The Ombudsmens’ report on the Kirklees case is of only limited current relevance to DoLS, as the events date back to mid-2009 when the scheme was in its infancy, and subsequent Department of Health guidance, plus caselaw (in particular Neary) would now rule out its use in this situation other than as an emergency protective measure and require that, as an “intractable dispute” with family engaging Article 8, such a matter should be referred to the Court of Protection.
ReplyDeleteIt is, though, of considerable relevance to the question as to whether the Ombudsmen have a useful role to play as “external drivers” in enforcing compliance by public bodies with the MCA and DoLS. Annex B makes it clear that “in addition to the general principles of good administration” they also consider “the relevant law and policies that the organisation should have followed at the time” so this would be a reasonable expectation, and one of the heads of complaint which was accepted for investigation was “the way in which the decision was taken to authorise a Deprivation of Liberty order on Mr X in the care home” i.e a specific complaint about the performance of that statutory function.
However, although the investigation was carried out quite recently, it’s clear that the investigator knew very little about DoLS, to the extent of not even knowing that an urgent authorisation is something which the managing authority gives itself and which is not “authorised by the Council”. This is despite the correct position, as per the DoLS Code, being set out in Annex C. This isn’t an arcane point but something you would learn in the first hour of a basic DoLS course, which suggests that the investigator had never been on one despite the fact that DoLS has now been around for over four years.

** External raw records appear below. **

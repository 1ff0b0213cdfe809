//! Lanelet2 OSM XML reader
//!
//! Scrapes `node`, `way` and `relation` elements from the top level of the
//! document. Elements are kept in document order, which the extractor and the
//! first-node origin policy rely on.
//!
//! Individual malformed elements are dropped rather than failing the whole
//! read: a node without usable coordinates, a way or relation without an id,
//! an `nd` without a `ref`, a `tag` without `k`/`v`. Only a document that is
//! not well-formed XML is an error.

use log::debug;
use raceline_common::{Error, Result};
use std::collections::HashMap;
use std::path::Path;

/// Map node with geodetic coordinates and optional precomputed local frame
#[derive(Debug, Clone, PartialEq)]
pub struct Node {
    pub lat: f64,
    pub lon: f64,
    pub local_x: Option<f64>,
    pub local_y: Option<f64>,
}

/// Way with its ordered node references and tags
#[derive(Debug, Clone, PartialEq)]
pub struct Way {
    pub id: String,
    pub node_ids: Vec<String>,
    pub tags: HashMap<String, String>,
}

/// Relation member; `kind` is the `type` attribute (`way`, `node`, ...)
#[derive(Debug, Clone, PartialEq)]
pub struct Member {
    pub kind: String,
    pub ref_id: String,
    pub role: String,
}

/// Relation with ordered members and tags
#[derive(Debug, Clone, PartialEq)]
pub struct Relation {
    pub id: String,
    pub members: Vec<Member>,
    pub tags: HashMap<String, String>,
}

impl Relation {
    /// True for `type=lanelet`.
    pub fn is_lanelet(&self) -> bool {
        self.tags.get("type").map(String::as_str) == Some("lanelet")
    }
}

/// Parsed map graph
#[derive(Debug, Default)]
pub struct OsmMap {
    nodes: HashMap<String, Node>,
    node_order: Vec<String>,
    ways: Vec<Way>,
    way_index: HashMap<String, usize>,
    relations: Vec<Relation>,
    relation_index: HashMap<String, usize>,
}

/// Counters collected while scraping, reported at debug level
#[derive(Debug, Default, Clone, Copy, PartialEq, Eq)]
pub struct ParseStats {
    pub dropped_nodes: usize,
    pub dropped_ways: usize,
    pub dropped_relations: usize,
}

impl OsmMap {
    /// Read and parse a map file.
    pub fn from_path<P: AsRef<Path>>(path: P) -> Result<Self> {
        let path = path.as_ref();
        let text = std::fs::read_to_string(path).map_err(|e| Error::file(path, e))?;
        Self::parse_named(&text, &path.display().to_string())
    }

    /// Parse a map document held in memory.
    pub fn parse(text: &str) -> Result<Self> {
        Self::parse_named(text, "<memory>")
    }

    fn parse_named(text: &str, input: &str) -> Result<Self> {
        let doc = roxmltree::Document::parse(text).map_err(|e| Error::ParseError {
            input: input.to_string(),
            message: e.to_string(),
        })?;

        let mut map = OsmMap::default();
        let mut stats = ParseStats::default();

        for obj in doc.root_element().children().filter(|n| n.is_element()) {
            match obj.tag_name().name() {
                "node" => match read_node(obj) {
                    Some((id, node)) => map.insert_node(id, node),
                    None => stats.dropped_nodes += 1,
                },
                "way" => match read_way(obj) {
                    Some(way) => map.insert_way(way),
                    None => stats.dropped_ways += 1,
                },
                "relation" => match read_relation(obj) {
                    Some(rel) => map.insert_relation(rel),
                    None => stats.dropped_relations += 1,
                },
                _ => {}
            }
        }

        debug!(
            "Parsed {input}: {} nodes, {} ways, {} relations (dropped {} / {} / {})",
            map.nodes.len(),
            map.ways.len(),
            map.relations.len(),
            stats.dropped_nodes,
            stats.dropped_ways,
            stats.dropped_relations
        );

        Ok(map)
    }

    // Duplicate ids replace the earlier element but keep its position.
    fn insert_node(&mut self, id: String, node: Node) {
        if self.nodes.insert(id.clone(), node).is_none() {
            self.node_order.push(id);
        }
    }

    fn insert_way(&mut self, way: Way) {
        match self.way_index.get(&way.id) {
            Some(&i) => self.ways[i] = way,
            None => {
                self.way_index.insert(way.id.clone(), self.ways.len());
                self.ways.push(way);
            }
        }
    }

    fn insert_relation(&mut self, rel: Relation) {
        match self.relation_index.get(&rel.id) {
            Some(&i) => self.relations[i] = rel,
            None => {
                self.relation_index.insert(rel.id.clone(), self.relations.len());
                self.relations.push(rel);
            }
        }
    }

    /// Node by id.
    pub fn node(&self, id: &str) -> Option<&Node> {
        self.nodes.get(id)
    }

    /// Way by id.
    pub fn way(&self, id: &str) -> Option<&Way> {
        self.way_index.get(id).map(|&i| &self.ways[i])
    }

    /// Relation by id.
    pub fn relation(&self, id: &str) -> Option<&Relation> {
        self.relation_index.get(id).map(|&i| &self.relations[i])
    }

    /// First node in document order.
    pub fn first_node(&self) -> Option<&Node> {
        self.node_order.first().and_then(|id| self.nodes.get(id))
    }

    /// Ways in document order.
    pub fn ways(&self) -> &[Way] {
        &self.ways
    }

    /// Relations in document order.
    pub fn relations(&self) -> &[Relation] {
        &self.relations
    }

    /// Number of distinct nodes.
    pub fn node_count(&self) -> usize {
        self.nodes.len()
    }

    /// Resolve a way's node list to nodes, skipping references to missing nodes.
    pub fn way_nodes(&self, way_id: &str) -> Vec<&Node> {
        match self.way(way_id) {
            Some(way) => way.node_ids.iter().filter_map(|id| self.node(id)).collect(),
            None => Vec::new(),
        }
    }
}

fn parse_coord(text: Option<&str>) -> Option<f64> {
    let text = text?.trim();
    if text.is_empty() {
        return None;
    }
    text.parse::<f64>().ok()
}

fn non_empty(value: Option<&str>) -> Option<&str> {
    value.filter(|v| !v.is_empty())
}

fn read_node(obj: roxmltree::Node) -> Option<(String, Node)> {
    let id = non_empty(obj.attribute("id"))?;
    let lat = parse_coord(obj.attribute("lat"))?;
    let lon = parse_coord(obj.attribute("lon"))?;

    let mut local_x = None;
    let mut local_y = None;
    for (k, v) in read_tag_pairs(obj) {
        // A malformed value never clears an earlier valid one
        let slot = match k {
            "local_x" => &mut local_x,
            "local_y" => &mut local_y,
            _ => continue,
        };
        if let Ok(value) = v.trim().parse::<f64>() {
            *slot = Some(value);
        }
    }

    Some((
        id.to_string(),
        Node {
            lat,
            lon,
            local_x,
            local_y,
        },
    ))
}

fn read_way(obj: roxmltree::Node) -> Option<Way> {
    let id = non_empty(obj.attribute("id"))?;
    let node_ids = obj
        .children()
        .filter(|c| c.is_element() && c.tag_name().name() == "nd")
        .filter_map(|c| non_empty(c.attribute("ref")))
        .map(str::to_string)
        .collect();

    Some(Way {
        id: id.to_string(),
        node_ids,
        tags: read_tags(obj),
    })
}

fn read_relation(obj: roxmltree::Node) -> Option<Relation> {
    let id = non_empty(obj.attribute("id"))?;
    let members = obj
        .children()
        .filter(|c| c.is_element() && c.tag_name().name() == "member")
        .filter_map(|c| {
            let kind = non_empty(c.attribute("type"))?;
            let ref_id = non_empty(c.attribute("ref"))?;
            Some(Member {
                kind: kind.to_string(),
                ref_id: ref_id.to_string(),
                role: c.attribute("role").unwrap_or_default().to_string(),
            })
        })
        .collect();

    Some(Relation {
        id: id.to_string(),
        members,
        tags: read_tags(obj),
    })
}

fn read_tag_pairs<'a>(obj: roxmltree::Node<'a, 'a>) -> impl Iterator<Item = (&'a str, &'a str)> {
    obj.children()
        .filter(|c| c.is_element() && c.tag_name().name() == "tag")
        .filter_map(|c| Some((c.attribute("k")?, c.attribute("v")?)))
}

fn read_tags(obj: roxmltree::Node) -> HashMap<String, String> {
    read_tag_pairs(obj)
        .map(|(k, v)| (k.to_string(), v.to_string()))
        .collect()
}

In consequence, they don’t appear to have asked a whole series of obvious questions, such as who the Best Interests Assessor (BIA) consulted, who was appointed as Relevant Person’s Representative and why, and whether they were then given information about their power to appeal, and there isn’t anything to suggest that the BIA or anyone else involved in the DoLS process was even interviewed or the DoLS paperwork examined.
As a result, the complaint about DoLS does not seem to have been fully investigated. The report confines itself to “the decision to request a Deprivation of Liberty order” which is much narrower than the head of complaint above, and even then it fails to recognise that that decision was a “best interests” decision and therefore subject to Section 4 of the MCA and to the requirement in S4 (7) (b) to consult with and “take into account the views of anyone engaged in caring for the person or interested in his welfare.” In fact, although the MCA runs through the entire case, it is never mentioned once, again suggesting that the investigator didn’t know much about it.
This all tends to confirm the impression I’ve gleaned from other Ombudsman judgements, that if they use generic investigators without specialist knowledge or advice they are competent only to identify lack of compliance with “the general principles of good administration”, and that if the complainant isn’t sufficiently knowledgeable or well-advised to flag up for themselves the specific breaches of law or procedure, they are unlikely to spot them.